Soviet-style Social Realist art is alive and well on the Wissett village sign, which glorified a tractor. (The other side of the sign has a more traditional horse-drawn plough.)
Soviet social realist-style tractor image on the Wissett village sign (there's a more traditional horse-drawn plough on the other side of it)
I also stopped off at Wenhaston, and discovered something rare in pancake-flat Suffolk - a serious stretch of downhill on the way to the village. The church has the Wenhaston Doom, the Last Judgement. There's some fairly boring stuff on the left of "virtuous" princes standing naked before God, being judged by angels, and then it gets a bit more Heavy Metal album cover as you go further to the right of the painting. There's something going on with weighing souls and comparing them to the weight of imps. If your soul weighs as much as two imps, you seem to be in the clear.

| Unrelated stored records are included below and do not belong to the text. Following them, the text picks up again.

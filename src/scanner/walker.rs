//! Cache scanner: walks the local artifact cache and extracts the installed
//! artifact set.
//!
//! The walk is a sequential queue traversal (one process, one pass — the
//! cache is shared with the build tool, so we keep our footprint small and
//! predictable). Individual unreadable subtrees are skipped and counted,
//! never fatal. Interrupted-download litter (`.lock`/`.part` files past a
//! configured age) is collected for the purge executor's lock sweep.

#![allow(missing_docs)]

use std::collections::HashMap;
use std::collections::HashSet;
use std::fs;
use std::io::ErrorKind;
use std::path::{Path, PathBuf};
use std::time::{Duration, SystemTime};

use crate::core::errors::{M2jError, Result};
use crate::scanner::codec::{self, ArtifactCoordinate};

/// Scanner configuration derived from `CacheConfig`/`PurgeConfig`.
#[derive(Debug, Clone)]
pub struct ScanConfig {
    pub cache_root: PathBuf,
    /// Minimum age before a `.lock`/`.part` file counts as stale.
    pub stale_lock_age: Duration,
}

/// An artifact found installed in the cache: coordinate plus on-disk location
/// and aggregate size.
///
/// The entry persists as filesystem state owned by the build tool's cache;
/// m2j only observes it here and, when authorized, deletes it in the purge
/// executor.
#[derive(Debug, Clone)]
pub struct InstalledArtifact {
    pub coordinate: ArtifactCoordinate,
    /// The version directory holding the artifact's files.
    pub dir: PathBuf,
    /// Total size of all files in the version directory (what deleting frees).
    pub size_bytes: u64,
    /// Newest file modification time within the version directory.
    pub last_modified: SystemTime,
}

/// Result of one full cache walk.
#[derive(Debug, Clone, Default)]
pub struct CacheScan {
    pub artifacts: Vec<InstalledArtifact>,
    /// Subtrees skipped due to permission or read errors.
    pub skipped_subtrees: usize,
    /// Stale lock/partial files eligible for sweeping.
    pub stale_locks: Vec<PathBuf>,
}

/// Sequential walker over the artifact cache.
pub struct CacheScanner {
    config: ScanConfig,
}

impl CacheScanner {
    pub fn new(config: ScanConfig) -> Self {
        Self { config }
    }

    /// Walk the cache and return the deduplicated installed-artifact set.
    ///
    /// Fails only when the cache root itself is missing; everything below it
    /// degrades to skip-and-continue.
    pub fn scan(&self) -> Result<CacheScan> {
        let root = &self.config.cache_root;
        if !root.is_dir() {
            return Err(M2jError::CacheRootMissing { path: root.clone() });
        }

        let now = SystemTime::now();
        let mut scan = CacheScan::default();
        let mut by_coordinate: HashMap<ArtifactCoordinate, InstalledArtifact> = HashMap::new();
        let mut queue: Vec<PathBuf> = vec![root.clone()];

        while let Some(dir) = queue.pop() {
            let entries = match fs::read_dir(&dir) {
                Ok(entries) => entries,
                Err(err) if err.kind() == ErrorKind::PermissionDenied => {
                    scan.skipped_subtrees += 1;
                    continue;
                }
                Err(err) if err.kind() == ErrorKind::NotFound => continue,
                Err(_) => {
                    scan.skipped_subtrees += 1;
                    continue;
                }
            };

            // Per-directory accumulation: total file size, newest mtime, and
            // the first file that decodes to a primary archive.
            let mut dir_size: u64 = 0;
            let mut newest: Option<SystemTime> = None;
            let mut dir_coordinate: Option<ArtifactCoordinate> = None;

            for entry_result in entries {
                let Ok(entry) = entry_result else {
                    scan.skipped_subtrees += 1;
                    continue;
                };
                let Ok(ft) = entry.file_type() else {
                    continue;
                };
                let child = entry.path();

                if ft.is_dir() {
                    queue.push(child);
                    continue;
                }
                if !ft.is_file() {
                    continue; // Symlinks are not followed inside the cache.
                }

                let Ok(meta) = entry.metadata() else {
                    continue;
                };
                dir_size = dir_size.saturating_add(meta.len());
                if let Ok(modified) = meta.modified() {
                    newest = Some(newest.map_or(modified, |n: SystemTime| n.max(modified)));
                }

                let Some(name) = child.file_name().and_then(|n| n.to_str()) else {
                    continue;
                };

                if is_stale_lock(name, &meta, now, self.config.stale_lock_age) {
                    scan.stale_locks.push(child.clone());
                    continue;
                }

                if dir_coordinate.is_none()
                    && let Ok(coordinate) = codec::decode(&child, root)
                    && codec::is_primary_archive(name, &coordinate)
                {
                    dir_coordinate = Some(coordinate);
                }
            }

            if let Some(coordinate) = dir_coordinate {
                let artifact = InstalledArtifact {
                    coordinate: coordinate.clone(),
                    dir: dir.clone(),
                    size_bytes: dir_size,
                    last_modified: newest.unwrap_or(SystemTime::UNIX_EPOCH),
                };
                by_coordinate.entry(coordinate).or_insert(artifact);
            }
        }

        scan.artifacts = by_coordinate.into_values().collect();
        Ok(scan)
    }
}

/// Coordinates of artifacts whose newest file mtime is at or after `since`.
///
/// Invoking the build tool may itself download missing artifacts into the
/// shared cache mid-run; this before/after delta treats them as an
/// authoritative usage signal. Best-effort under concurrent builds — an
/// unrelated build touching the cache inflates the set, never shrinks it.
#[must_use]
pub fn downloaded_since(
    artifacts: &[InstalledArtifact],
    since: SystemTime,
) -> HashSet<ArtifactCoordinate> {
    artifacts
        .iter()
        .filter(|a| a.last_modified >= since)
        .map(|a| a.coordinate.clone())
        .collect()
}

fn is_stale_lock(name: &str, meta: &fs::Metadata, now: SystemTime, min_age: Duration) -> bool {
    let is_lock = Path::new(name)
        .extension()
        .and_then(|e| e.to_str())
        .is_some_and(|ext| ext == "lock" || ext == "part");
    if !is_lock {
        return false;
    }
    meta.modified().is_ok_and(|modified| {
        now.duration_since(modified)
            .is_ok_and(|age| age >= min_age)
    })
}

#[cfg(test)]
mod tests {
    use super::*;
    use std::fs;
    use tempfile::TempDir;

    fn config(root: &Path) -> ScanConfig {
        ScanConfig {
            cache_root: root.to_path_buf(),
            stale_lock_age: Duration::from_secs(3600),
        }
    }

    /// Lay down a fake installed artifact with primary jar + pom + checksum.
    fn install(root: &Path, group: &str, artifact: &str, version: &str) -> PathBuf {
        let mut dir = root.to_path_buf();
        for seg in group.split('.') {
            dir.push(seg);
        }
        dir.push(artifact);
        dir.push(version);
        fs::create_dir_all(&dir).unwrap();
        fs::write(dir.join(format!("{artifact}-{version}.jar")), b"jar bytes").unwrap();
        fs::write(dir.join(format!("{artifact}-{version}.pom")), b"<project/>").unwrap();
        fs::write(dir.join(format!("{artifact}-{version}.jar.sha1")), b"abc").unwrap();
        fs::write(dir.join("_remote.repositories"), b"").unwrap();
        dir
    }

    #[test]
    fn scan_finds_installed_artifacts() {
        let tmp = TempDir::new().unwrap();
        install(tmp.path(), "org.apache.commons", "commons-lang3", "3.12.0");
        install(tmp.path(), "junit", "junit", "4.13.2");

        let scan = CacheScanner::new(config(tmp.path())).scan().unwrap();
        let mut found: Vec<String> = scan.artifacts.iter().map(|a| a.coordinate.to_string()).collect();
        found.sort();
        assert_eq!(
            found,
            vec![
                "junit:junit:4.13.2".to_string(),
                "org.apache.commons:commons-lang3:3.12.0".to_string(),
            ]
        );
    }

    #[test]
    fn scan_aggregates_version_dir_size() {
        let tmp = TempDir::new().unwrap();
        let dir = install(tmp.path(), "org.foo", "bar", "1.0");
        let expected: u64 = fs::read_dir(&dir)
            .unwrap()
            .map(|e| e.unwrap().metadata().unwrap().len())
            .sum();

        let scan = CacheScanner::new(config(tmp.path())).scan().unwrap();
        assert_eq!(scan.artifacts.len(), 1);
        assert_eq!(scan.artifacts[0].size_bytes, expected);
        assert_eq!(scan.artifacts[0].dir, dir);
    }

    #[test]
    fn classifier_only_directories_are_not_installed() {
        let tmp = TempDir::new().unwrap();
        let dir = tmp.path().join("org/foo/bar/2.0");
        fs::create_dir_all(&dir).unwrap();
        fs::write(dir.join("bar-2.0-sources.jar"), b"src").unwrap();
        fs::write(dir.join("bar-2.0-javadoc.jar"), b"doc").unwrap();

        let scan = CacheScanner::new(config(tmp.path())).scan().unwrap();
        assert!(scan.artifacts.is_empty());
    }

    #[test]
    fn metadata_only_directories_are_not_installed() {
        let tmp = TempDir::new().unwrap();
        let dir = tmp.path().join("org/foo/bar");
        fs::create_dir_all(&dir).unwrap();
        fs::write(dir.join("maven-metadata-local.xml"), b"<metadata/>").unwrap();

        let scan = CacheScanner::new(config(tmp.path())).scan().unwrap();
        assert!(scan.artifacts.is_empty());
    }

    #[test]
    fn multiple_versions_are_distinct_artifacts() {
        let tmp = TempDir::new().unwrap();
        install(tmp.path(), "org.foo", "bar", "1.0");
        install(tmp.path(), "org.foo", "bar", "2.0");

        let scan = CacheScanner::new(config(tmp.path())).scan().unwrap();
        assert_eq!(scan.artifacts.len(), 2);
    }

    #[test]
    fn missing_root_is_cache_root_missing() {
        let err = CacheScanner::new(config(Path::new("/no/such/cache/root")))
            .scan()
            .unwrap_err();
        assert_eq!(err.code(), "M2J-2001");
    }

    #[test]
    fn stale_locks_collected_by_age() {
        let tmp = TempDir::new().unwrap();
        let dir = install(tmp.path(), "org.foo", "bar", "1.0");
        let old_lock = dir.join("bar-1.0.jar.lock");
        let fresh_part = dir.join("bar-1.0.jar.part");
        fs::write(&old_lock, b"").unwrap();
        fs::write(&fresh_part, b"").unwrap();

        // Age the lock two hours into the past; the .part stays fresh.
        let two_hours_ago = filetime::FileTime::from_system_time(
            SystemTime::now() - Duration::from_secs(7200),
        );
        filetime::set_file_mtime(&old_lock, two_hours_ago).unwrap();

        let scan = CacheScanner::new(config(tmp.path())).scan().unwrap();
        assert_eq!(scan.stale_locks, vec![old_lock]);
    }

    #[test]
    fn downloaded_since_uses_newest_mtime() {
        let tmp = TempDir::new().unwrap();
        let old_dir = install(tmp.path(), "org.foo", "old", "1.0");
        install(tmp.path(), "org.foo", "fresh", "1.0");

        // Push the old artifact's files a day into the past.
        let yesterday =
            filetime::FileTime::from_system_time(SystemTime::now() - Duration::from_secs(86_400));
        for entry in fs::read_dir(&old_dir).unwrap() {
            filetime::set_file_mtime(entry.unwrap().path(), yesterday).unwrap();
        }

        let scan = CacheScanner::new(config(tmp.path())).scan().unwrap();
        let cutoff = SystemTime::now() - Duration::from_secs(600);
        let downloaded = downloaded_since(&scan.artifacts, cutoff);

        assert_eq!(downloaded.len(), 1);
        assert!(downloaded.iter().any(|c| c.artifact == "fresh"));
    }

    #[test]
    fn snapshot_versions_appear_in_installed_set() {
        // Mutable versions stay in the installed set (they are valid for
        // use-set intersection); the reconciler excludes them from deletion.
        let tmp = TempDir::new().unwrap();
        install(tmp.path(), "org.foo", "bar", "1.0-SNAPSHOT");

        let scan = CacheScanner::new(config(tmp.path())).scan().unwrap();
        assert_eq!(scan.artifacts.len(), 1);
        assert_eq!(scan.artifacts[0].coordinate.version, "1.0-SNAPSHOT");
    }
}
//! Purge executor: multi-pass guarded deletion of unused cache artifacts.
//!
//! Pipeline per pass: re-verify candidate still exists -> containment guard
//! -> recursive removal -> prune now-empty ancestors up to (never including)
//! the cache root. The build tool may repopulate or hold directories while we
//! run, so failed deletions are retried in subsequent passes up to
//! `max_attempts`; the remaining-candidate count never grows pass over pass.
//!
//! A directory already absent at delete time is counted `missing`, not
//! deleted and not an error.

#![allow(missing_docs)]

use std::fs;
use std::io::ErrorKind;
use std::path::{Path, PathBuf};
use std::time::Instant;

use crate::core::errors::M2jError;
use crate::core::paths::resolve_absolute_path;
use crate::logger::activity::{ActivityEvent, ActivityLoggerHandle};
use crate::scanner::walker::InstalledArtifact;

// ──────────────────── configuration ────────────────────

/// Knobs for one purge run.
#[derive(Debug, Clone)]
pub struct PurgeOptions {
    /// Retry passes over still-existing candidates.
    pub max_attempts: u32,
    /// Count and report without deleting.
    pub dry_run: bool,
}

impl Default for PurgeOptions {
    fn default() -> Self {
        Self {
            max_attempts: 3,
            dry_run: false,
        }
    }
}

// ──────────────────── report types ────────────────────

/// Summary after a purge run completes.
#[derive(Debug, Clone, Default)]
pub struct PurgeReport {
    pub deleted: usize,
    pub failed: usize,
    /// Candidates already absent at delete time.
    pub missing: usize,
    pub freed_bytes: u64,
    /// Passes actually executed (1..=max_attempts).
    pub passes: u32,
    pub errors: Vec<PurgeError>,
    pub dry_run: bool,
    pub locks_swept: usize,
}

/// A single deletion failure record.
#[derive(Debug, Clone)]
pub struct PurgeError {
    pub path: PathBuf,
    pub error: String,
    pub recoverable: bool,
}

// ──────────────────── executor ────────────────────

/// Deletes unused candidates from the cache under containment guards.
pub struct PurgeExecutor {
    options: PurgeOptions,
    logger: Option<ActivityLoggerHandle>,
}

impl PurgeExecutor {
    pub fn new(options: PurgeOptions, logger: Option<ActivityLoggerHandle>) -> Self {
        Self { options, logger }
    }

    /// Delete every candidate directory, retrying failures across passes.
    pub fn purge(&self, candidates: &[InstalledArtifact], cache_root: &Path) -> PurgeReport {
        let mut report = PurgeReport {
            dry_run: self.options.dry_run,
            ..PurgeReport::default()
        };

        let root = resolve_absolute_path(cache_root);

        // Containment guard first: a candidate outside the cache root (or
        // normalizing to the root itself) is refused permanently, never
        // retried.
        let mut remaining: Vec<&InstalledArtifact> = Vec::new();
        for candidate in candidates {
            if is_contained(&candidate.dir, &root) {
                remaining.push(candidate);
            } else {
                report.failed += 1;
                report.errors.push(PurgeError {
                    path: candidate.dir.clone(),
                    error: "refused: path not strictly inside cache root".to_string(),
                    recoverable: false,
                });
                self.log_event(ActivityEvent::PurgeFailed {
                    path: candidate.dir.to_string_lossy().to_string(),
                    error_code: "M2J-5001".to_string(),
                    error_message: "path not strictly inside cache root".to_string(),
                });
            }
        }

        for pass in 1..=self.options.max_attempts {
            report.passes = pass;
            let mut next: Vec<&InstalledArtifact> = Vec::new();

            for candidate in remaining {
                // Re-verify: another process may have removed it already.
                if !candidate.dir.exists() {
                    report.missing += 1;
                    continue;
                }

                if self.options.dry_run {
                    report.deleted += 1;
                    report.freed_bytes += candidate.size_bytes;
                    continue;
                }

                let started = Instant::now();
                match fs::remove_dir_all(&candidate.dir) {
                    Ok(()) => {
                        report.deleted += 1;
                        report.freed_bytes += candidate.size_bytes;
                        prune_empty_ancestors(&candidate.dir, &root);

                        #[allow(clippy::cast_possible_truncation)]
                        let duration_ms = started.elapsed().as_millis() as u64;
                        self.log_event(ActivityEvent::ArtifactPurged {
                            coordinate: candidate.coordinate.to_string(),
                            path: candidate.dir.to_string_lossy().to_string(),
                            size_bytes: candidate.size_bytes,
                            duration_ms,
                        });
                    }
                    Err(err) => {
                        let failure = M2jError::DeletionFailed {
                            path: candidate.dir.clone(),
                            details: err.to_string(),
                        };
                        self.log_event(ActivityEvent::PurgeFailed {
                            path: candidate.dir.to_string_lossy().to_string(),
                            error_code: failure.code().to_string(),
                            error_message: failure.to_string(),
                        });
                        next.push(candidate);
                    }
                }
            }

            remaining = next;
            if remaining.is_empty() {
                break;
            }
        }

        // Whatever survives every pass is a hard failure.
        for candidate in remaining {
            report.failed += 1;
            report.errors.push(PurgeError {
                path: candidate.dir.clone(),
                error: format!(
                    "still present after {} passes",
                    report.passes
                ),
                recoverable: true,
            });
        }

        report
    }

    /// Remove stale lock/partial files collected by the scanner.
    ///
    /// Returns the number actually removed; already-gone files are silently
    /// skipped.
    pub fn sweep_stale_locks(&self, locks: &[PathBuf]) -> usize {
        if self.options.dry_run {
            return 0;
        }
        let mut swept = 0;
        for lock in locks {
            match fs::remove_file(lock) {
                Ok(()) => {
                    swept += 1;
                    self.log_event(ActivityEvent::LockSwept {
                        path: lock.to_string_lossy().to_string(),
                    });
                }
                Err(err) if err.kind() == ErrorKind::NotFound => {}
                Err(err) => {
                    self.log_event(ActivityEvent::PurgeFailed {
                        path: lock.to_string_lossy().to_string(),
                        error_code: "M2J-5001".to_string(),
                        error_message: err.to_string(),
                    });
                }
            }
        }
        swept
    }

    fn log_event(&self, event: ActivityEvent) {
        if let Some(logger) = &self.logger {
            logger.send(event);
        }
    }
}

// ──────────────────── guards ────────────────────

/// A candidate must normalize to a path strictly inside the cache root.
fn is_contained(candidate: &Path, normalized_root: &Path) -> bool {
    let resolved = resolve_absolute_path(candidate);
    resolved != *normalized_root && resolved.starts_with(normalized_root)
}

/// Remove now-empty parent directories from `dir`'s parent up to (not
/// including) the cache root. Stops at the first non-empty ancestor.
fn prune_empty_ancestors(dir: &Path, normalized_root: &Path) {
    let mut current = dir.parent();
    while let Some(parent) = current {
        let resolved = resolve_absolute_path(parent);
        if resolved == *normalized_root || !resolved.starts_with(normalized_root) {
            break;
        }
        // remove_dir fails on non-empty directories, which ends the climb.
        if fs::remove_dir(parent).is_err() {
            break;
        }
        current = parent.parent();
    }
}

// ──────────────────── tests ────────────────────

See here for the "witch-weigher" in Oudewater, Holland, where they used to weigh people to make sure they weren't witches. They generally weren't. Many of East Anglia's convicted "witches" in the witch trials of the seventeenth century were convicted for "feeding imps," which generally took the form of exploding mice or ducks, giant flies, legless horned greyhounds of headless bloodsucking babies. And Black Dogs of course. These descriptions were mostly extracted under torture, with some copied and pasted from 15th century demonologies. Black Dogs were probably implanted into the testimonies to give them a bit of local colour and fake authenticity.
Imps on the Wenhaston Doom. If your soul weighs more than two imps, you appear to be in the clear.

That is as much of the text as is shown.